- WHAT THE TASK ASKS: Among the entries below, find the lines that contain the string "NaiveDate". State only how many there are.

[[ EXERCISE MATERIALS, beginning ]]

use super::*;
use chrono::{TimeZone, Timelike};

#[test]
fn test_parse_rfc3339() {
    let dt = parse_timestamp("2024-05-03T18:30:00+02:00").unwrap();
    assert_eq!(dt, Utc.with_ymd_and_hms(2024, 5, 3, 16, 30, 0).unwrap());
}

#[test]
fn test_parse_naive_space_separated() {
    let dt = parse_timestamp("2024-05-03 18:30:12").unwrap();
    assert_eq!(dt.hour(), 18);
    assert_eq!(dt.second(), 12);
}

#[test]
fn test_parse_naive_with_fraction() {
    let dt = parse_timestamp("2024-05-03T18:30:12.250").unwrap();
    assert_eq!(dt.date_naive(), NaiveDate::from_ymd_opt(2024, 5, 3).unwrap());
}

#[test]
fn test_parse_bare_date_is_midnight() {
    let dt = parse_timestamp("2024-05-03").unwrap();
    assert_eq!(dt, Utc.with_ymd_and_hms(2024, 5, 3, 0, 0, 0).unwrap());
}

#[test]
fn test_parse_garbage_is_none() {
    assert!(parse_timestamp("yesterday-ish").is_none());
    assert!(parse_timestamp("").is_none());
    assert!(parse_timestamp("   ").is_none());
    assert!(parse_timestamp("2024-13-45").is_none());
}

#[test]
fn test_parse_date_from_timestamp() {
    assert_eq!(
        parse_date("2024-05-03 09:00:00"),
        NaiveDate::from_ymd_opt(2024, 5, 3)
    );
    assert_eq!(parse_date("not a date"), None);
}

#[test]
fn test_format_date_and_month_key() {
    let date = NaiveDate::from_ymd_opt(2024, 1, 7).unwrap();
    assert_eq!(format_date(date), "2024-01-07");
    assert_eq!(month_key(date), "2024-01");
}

[[ EXERCISE MATERIALS, end ]]

- ANSWER BOX: 3